··· Extracted data ···
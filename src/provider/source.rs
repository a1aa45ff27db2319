//! The model-stream source contract.
//!
//! A [`ModelSource`] turns one [`StepRequest`] into an ordered stream of
//! [`StreamEvent`]s. Each event may carry a text fragment and any number of
//! tool-call fragments addressed by a small integer index.

use futures::stream::BoxStream;
use std::time::Duration;
use thiserror::Error;

use crate::message::Message;
use crate::tools::ToolSpec;

/// Whether the model may decide on its own to call a tool.
#[derive(Debug, Clone, Copy, PartialEq, Eq)]
pub enum ToolChoice {
    Auto,
}

impl ToolChoice {
    pub fn as_str(&self) -> &'static str {
        match self {
            ToolChoice::Auto => "auto",
        }
    }
}

/// Everything a source needs to produce one step.
#[derive(Debug, Clone, Copy)]
pub struct StepRequest<'a> {
    /// Full transcript; the first message is the system prompt.
    pub messages: &'a [Message],
    pub tools: &'a [ToolSpec],
    pub tool_choice: ToolChoice,
}

/// A piece of one tool call, addressed by its position index.
#[derive(Debug, Clone, Default, PartialEq, Eq)]
pub struct CallFragment {
    pub index: u32,
    pub id: Option<String>,
    pub name: Option<String>,
    pub arguments: Option<String>,
}

/// One streamed event from the model.
#[derive(Debug, Clone, Default, PartialEq, Eq)]
pub struct StreamEvent {
    pub text: Option<String>,
    pub calls: Vec<CallFragment>,
}

#[cfg(test)]
impl StreamEvent {
    pub fn text(fragment: impl Into<String>) -> Self {
        Self {
            text: Some(fragment.into()),
            calls: Vec::new(),
        }
    }

    pub fn call(fragment: CallFragment) -> Self {
        Self {
            text: None,
            calls: vec![fragment],
        }
    }
}

/// Failures while requesting or consuming a model stream.
#[derive(Debug, Error)]
pub enum StreamError {
    #[error("request failed: {0}")]
    Transport(#[from] reqwest::Error),
    #[error("model endpoint returned {status}: {body}")]
    Status { status: u16, body: String },
    #[error("malformed stream chunk: {0}")]
    Decode(String),
    #[error("model stream went quiet for {0:?}")]
    Timeout(Duration),
}

pub type EventStream = BoxStream<'static, Result<StreamEvent, StreamError>>;

/// A source of streamed model output.
#[async_trait::async_trait]
pub trait ModelSource: Send + Sync {
    /// Opens the stream for one step.
    async fn stream(&self, request: StepRequest<'_>) -> Result<EventStream, StreamError>;
}
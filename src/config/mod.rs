//! Configuration types and path resolution for otto.
//!
//! Otto reads settings as TOML from the platform's XDG config path
//! (e.g. `~/.config/otto/config.toml` on Linux), overlaid by a project
//! `otto.toml`. [`Settings`] combine that with the environment and
//! command-line flags.

mod loader;
mod paths;
mod resolve;
mod types;

pub use resolve::{CliOverrides, Settings};
pub use types::{Config, ToolDefinition};

use anyhow::Result;

impl Config {
    /// Load config with precedence: project > global > defaults.
    /// Creates default config file if none exists.
    pub fn load() -> Result<Self> {
        let global = Self::load_global()?;
        let project = Self::load_project(&std::env::current_dir()?)?;

        let mut config = global;
        if let Some(proj) = project {
            config = Self::merge(config, proj);
        }

        config.resolve_substitutions();
        Ok(config)
    }
}
//! Join inference.
//!
//! Builds the FROM clause for the detected tables. Tables are attached in
//! the order given, each one against the table attached just before it:
//!
//! 1. foreign key `previous.col -> next.col`
//! 2. foreign key `next.col -> previous.col`
//! 3. naming convention `previous.<singular next>_id = next.id`
//! 4. cross join (`, next`)
//!
//! The list is never reordered or deduplicated. A repeated table therefore
//! yields an un-aliased self join such as
//! `employees JOIN employees ON employees.manager_id = employees.id`, which
//! most databases reject as ambiguous.

use crate::ast::{ColumnRef, FromClause, Join};
use crate::schema::{Schema, singular};

/// FROM clause for `tables`, or `None` when the list is empty.
pub fn resolve_from(schema: &Schema, tables: &[String]) -> Option<FromClause> {
    let (first, rest) = tables.split_first()?;
    let mut from = FromClause::table(first);
    let mut previous = first.as_str();

    for table in rest {
        let join = infer_join(schema, previous, table);
        if let Join::Cross { .. } = join {
            tracing::debug!("No join key between '{}' and '{}', cross joining", previous, table);
        }
        from.joins.push(join);
        previous = table.as_str();
    }

    Some(from)
}

/// How to attach `table` to `previous`.
pub fn infer_join(schema: &Schema, previous: &str, table: &str) -> Join {
    let fks = schema.foreign_keys();

    if let Some(fk) = fks
        .iter()
        .find(|fk| fk.table == previous && fk.references_table == table)
    {
        if fk.is_self_reference() {
            tracing::debug!("Self join on '{}' is emitted without aliases", table);
        }
        return Join::Inner {
            table: table.to_string(),
            left: ColumnRef::new(&fk.table, &fk.column),
            right: ColumnRef::new(table, &fk.references_column),
        };
    }

    if let Some(fk) = fks
        .iter()
        .find(|fk| fk.table == table && fk.references_table == previous)
    {
        return Join::Inner {
            table: table.to_string(),
            left: ColumnRef::new(table, &fk.column),
            right: ColumnRef::new(previous, &fk.references_column),
        };
    }

    let convention = format!("{}_id", singular(table));
    if schema.has_column(previous, &convention) {
        return Join::Inner {
            table: table.to_string(),
            left: ColumnRef::new(previous, &convention),
            right: ColumnRef::new(table, "id"),
        };
    }

    Join::Cross {
        table: table.to_string(),
    }
}
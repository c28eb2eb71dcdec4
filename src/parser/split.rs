//! Lexical clause splitting.
//!
//! Splitting on the words `and`/`or`/`not` would cut a range such as
//! `price between 100 and 500` in two, so splitting runs in two passes:
//!
//! 1. mask: the `and` inside every BETWEEN range becomes [`RANGE_AND`];
//! 2. split on connector words, then put the masked `and` back.
//!
//! A connector is a whole whitespace-separated word. Values such as
//! `black-and-white` or `john.and.jane@x.com` are never cut.

use regex::{Captures, Regex};
use std::sync::OnceLock;

use crate::ast::Connector;

/// Stand-in for a BETWEEN range's `and`. It is not a connector word, and
/// [`mask_ranges`] blanks any copy already present in the input.
const RANGE_AND: char = '\u{1}';

/// Condition text cut into fragments.
#[derive(Debug, Clone, Default, PartialEq, Eq)]
pub struct SplitConditions {
    pub fragments: Vec<String>,
    /// `connectors[i]` sits between `fragments[i]` and `fragments[i + 1]`.
    pub connectors: Vec<Connector>,
    /// The text opened with `not`.
    pub negate_first: bool,
}

fn range_pattern() -> &'static Regex {
    static RE: OnceLock<Regex> = OnceLock::new();
    RE.get_or_init(|| {
        Regex::new(
            r#"(?i)(\b\w+\s+between\s+['"]?[\w\-:@.]+['"]?)\s+and\s+(['"]?[\w\-:@.]+['"]?)"#,
        )
        .expect("valid BETWEEN range regex")
    })
}

/// Whitespace-separated words; a connector must be one of them on its own.
fn word_pattern() -> &'static Regex {
    static RE: OnceLock<Regex> = OnceLock::new();
    RE.get_or_init(|| Regex::new(r"\S+").expect("valid word regex"))
}

/// Pass 1: hide the `and` of every BETWEEN range.
///
/// Placeholder characters already in `text` become spaces first, so after
/// masking every [`RANGE_AND`] belongs to a range.
pub fn mask_ranges(text: &str) -> String {
    let text = text.replace(RANGE_AND, " ");
    range_pattern()
        .replace_all(&text, |caps: &Captures| {
            format!("{} {} {}", &caps[1], RANGE_AND, &caps[2])
        })
        .into_owned()
}

/// Undo [`mask_ranges`].
pub fn unmask_ranges(text: &str) -> String {
    text.replace(RANGE_AND, "and")
}

/// Pass 2: split `text` into fragments and the connectors between them.
///
/// Connector runs collapse: `and not` reads as NOT, `or not` as OR NOT.
/// A leading `not` negates the first fragment; other leading or trailing
/// connectors are dropped.
pub fn split_conditions(text: &str) -> SplitConditions {
    let masked = mask_ranges(text.trim());
    let mut out = SplitConditions::default();
    let mut pending: Option<Connector> = None;
    let mut last = 0;

    let mut push_fragment = |piece: &str, pending: &mut Option<Connector>| {
        let piece = piece.trim();
        if piece.is_empty() {
            return;
        }
        match pending.take() {
            Some(conn) if !out.fragments.is_empty() => out.connectors.push(conn),
            Some(conn) if conn.negates() => out.negate_first = true,
            _ => {}
        }
        out.fragments.push(unmask_ranges(piece));
    };

    for m in word_pattern().find_iter(&masked) {
        let Some(conn) = Connector::from_word(m.as_str()) else {
            continue;
        };
        push_fragment(&masked[last..m.start()], &mut pending);
        last = m.end();

        pending = Some(match (pending, conn) {
            (Some(Connector::Or | Connector::OrNot), Connector::Not) => Connector::OrNot,
            (_, conn) => conn,
        });
    }
    push_fragment(&masked[last..], &mut pending);

    out
}
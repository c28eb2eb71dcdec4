//! Query AST produced by the translator.
//!
//! Only the SELECT shape the translator can emit is modelled: a field list,
//! a FROM clause with inferred joins and an optional flat WHERE chain.

use serde::{Deserialize, Serialize};

/// Comparison operator of a single clause.
#[derive(Debug, Clone, Copy, PartialEq, Eq, Serialize, Deserialize)]
pub enum Operator {
    Eq,
    Gt,
    Lt,
    Gte,
    Lte,
}

impl Operator {
    /// Parse one of the symbolic operators the normalizer emits.
    pub fn from_symbol(symbol: &str) -> Option<Self> {
        match symbol {
            "=" => Some(Operator::Eq),
            ">" => Some(Operator::Gt),
            "<" => Some(Operator::Lt),
            ">=" => Some(Operator::Gte),
            "<=" => Some(Operator::Lte),
            _ => None,
        }
    }
}

impl std::fmt::Display for Operator {
    fn fmt(&self, f: &mut std::fmt::Formatter<'_>) -> std::fmt::Result {
        match self {
            Operator::Eq => write!(f, "="),
            Operator::Gt => write!(f, ">"),
            Operator::Lt => write!(f, "<"),
            Operator::Gte => write!(f, ">="),
            Operator::Lte => write!(f, "<="),
        }
    }
}

/// A literal on the right-hand side of a clause.
#[derive(Debug, Clone, PartialEq, Eq, Serialize, Deserialize)]
pub enum Value {
    /// Integer or decimal, optionally negative, emitted bare.
    Number(String),
    /// A string literal including its surrounding quotes.
    Quoted(String),
}

impl std::fmt::Display for Value {
    fn fmt(&self, f: &mut std::fmt::Formatter<'_>) -> std::fmt::Result {
        match self {
            Value::Number(n) => write!(f, "{}", n),
            Value::Quoted(s) => write!(f, "{}", s),
        }
    }
}

/// What a clause asserts about its column.
#[derive(Debug, Clone, PartialEq, Eq, Serialize, Deserialize)]
pub enum Predicate {
    Compare { op: Operator, value: Value },
    Between { low: Value, high: Value },
}

/// One `column <op> value` comparison.
#[derive(Debug, Clone, PartialEq, Eq, Serialize, Deserialize)]
pub struct Clause {
    pub column: String,
    pub predicate: Predicate,
}

impl Clause {
    pub fn compare(column: impl Into<String>, op: Operator, value: Value) -> Self {
        Self {
            column: column.into(),
            predicate: Predicate::Compare { op, value },
        }
    }

    pub fn between(column: impl Into<String>, low: Value, high: Value) -> Self {
        Self {
            column: column.into(),
            predicate: Predicate::Between { low, high },
        }
    }
}

/// Logical joiner placed before a clause.
#[derive(Debug, Clone, Copy, PartialEq, Eq, Serialize, Deserialize)]
pub enum Connector {
    And,
    Or,
    /// `AND NOT (clause)`
    Not,
    /// `OR NOT (clause)`
    OrNot,
}

impl Connector {
    pub fn from_word(word: &str) -> Option<Self> {
        match word.to_ascii_lowercase().as_str() {
            "and" => Some(Connector::And),
            "or" => Some(Connector::Or),
            "not" => Some(Connector::Not),
            _ => None,
        }
    }

    pub fn negates(&self) -> bool {
        matches!(self, Connector::Not | Connector::OrNot)
    }
}

impl std::fmt::Display for Connector {
    fn fmt(&self, f: &mut std::fmt::Formatter<'_>) -> std::fmt::Result {
        match self {
            Connector::And => write!(f, "AND"),
            Connector::Or => write!(f, "OR"),
            Connector::Not => write!(f, "NOT"),
            Connector::OrNot => write!(f, "OR NOT"),
        }
    }
}

/// Flat WHERE chain: `clauses[0] c[0] clauses[1] c[1] ...`.
///
/// `connectors` is positional and may be shorter than `clauses.len() - 1`;
/// missing slots read as AND.
#[derive(Debug, Clone, Default, PartialEq, Eq, Serialize, Deserialize)]
pub struct Filter {
    pub clauses: Vec<Clause>,
    pub connectors: Vec<Connector>,
    /// Sentence opened with `not`.
    #[serde(default)]
    pub negate_first: bool,
}

impl Filter {
    pub fn is_empty(&self) -> bool {
        self.clauses.is_empty()
    }

    /// Connector in front of clause `index` (index >= 1).
    pub fn connector_before(&self, index: usize) -> Connector {
        index
            .checked_sub(1)
            .and_then(|slot| self.connectors.get(slot))
            .copied()
            .unwrap_or(Connector::And)
    }
}

/// SELECT list.
#[derive(Debug, Clone, PartialEq, Eq, Serialize, Deserialize)]
pub enum Fields {
    Star,
    Columns(Vec<String>),
}

/// A table attached to the FROM clause after the first one.
#[derive(Debug, Clone, PartialEq, Eq, Serialize, Deserialize)]
pub enum Join {
    /// `JOIN table ON left = right`
    Inner {
        table: String,
        left: ColumnRef,
        right: ColumnRef,
    },
    /// `, table`
    Cross { table: String },
}

impl Join {
    pub fn table(&self) -> &str {
        match self {
            Join::Inner { table, .. } | Join::Cross { table } => table,
        }
    }
}

/// `table.column`
#[derive(Debug, Clone, PartialEq, Eq, Serialize, Deserialize)]
pub struct ColumnRef {
    pub table: String,
    pub column: String,
}

impl ColumnRef {
    pub fn new(table: &str, column: &str) -> Self {
        Self {
            table: table.to_string(),
            column: column.to_string(),
        }
    }
}

impl std::fmt::Display for ColumnRef {
    fn fmt(&self, f: &mut std::fmt::Formatter<'_>) -> std::fmt::Result {
        write!(f, "{}.{}", self.table, self.column)
    }
}

/// FROM clause: the first table plus each attached table, in input order.
#[derive(Debug, Clone, PartialEq, Eq, Serialize, Deserialize)]
pub struct FromClause {
    pub base: String,
    pub joins: Vec<Join>,
}

impl FromClause {
    pub fn table(name: &str) -> Self {
        Self {
            base: name.to_string(),
            joins: Vec::new(),
        }
    }
}

/// A complete SELECT statement.
#[derive(Debug, Clone, PartialEq, Eq, Serialize, Deserialize)]
pub struct SelectQuery {
    pub fields: Fields,
    pub from: FromClause,
    #[serde(default)]
    pub filter: Filter,
}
···
Task objective:
Set down exactly the lines from the opening line of the material through the line in which "use futures::stream::BoxStream;" occurs, both included, and no other lines.

Result for this task:
filename src/provider/source.rs
repository a1aa45ff27db2319
//! The model-stream source contract.
//!
//! A [`ModelSource`] turns one [`StepRequest`] into an ordered stream of
//! [`StreamEvent`]s. Each event may carry a text fragment and any number of
//! tool-call fragments addressed by a small integer index.

use futures::stream::BoxStream;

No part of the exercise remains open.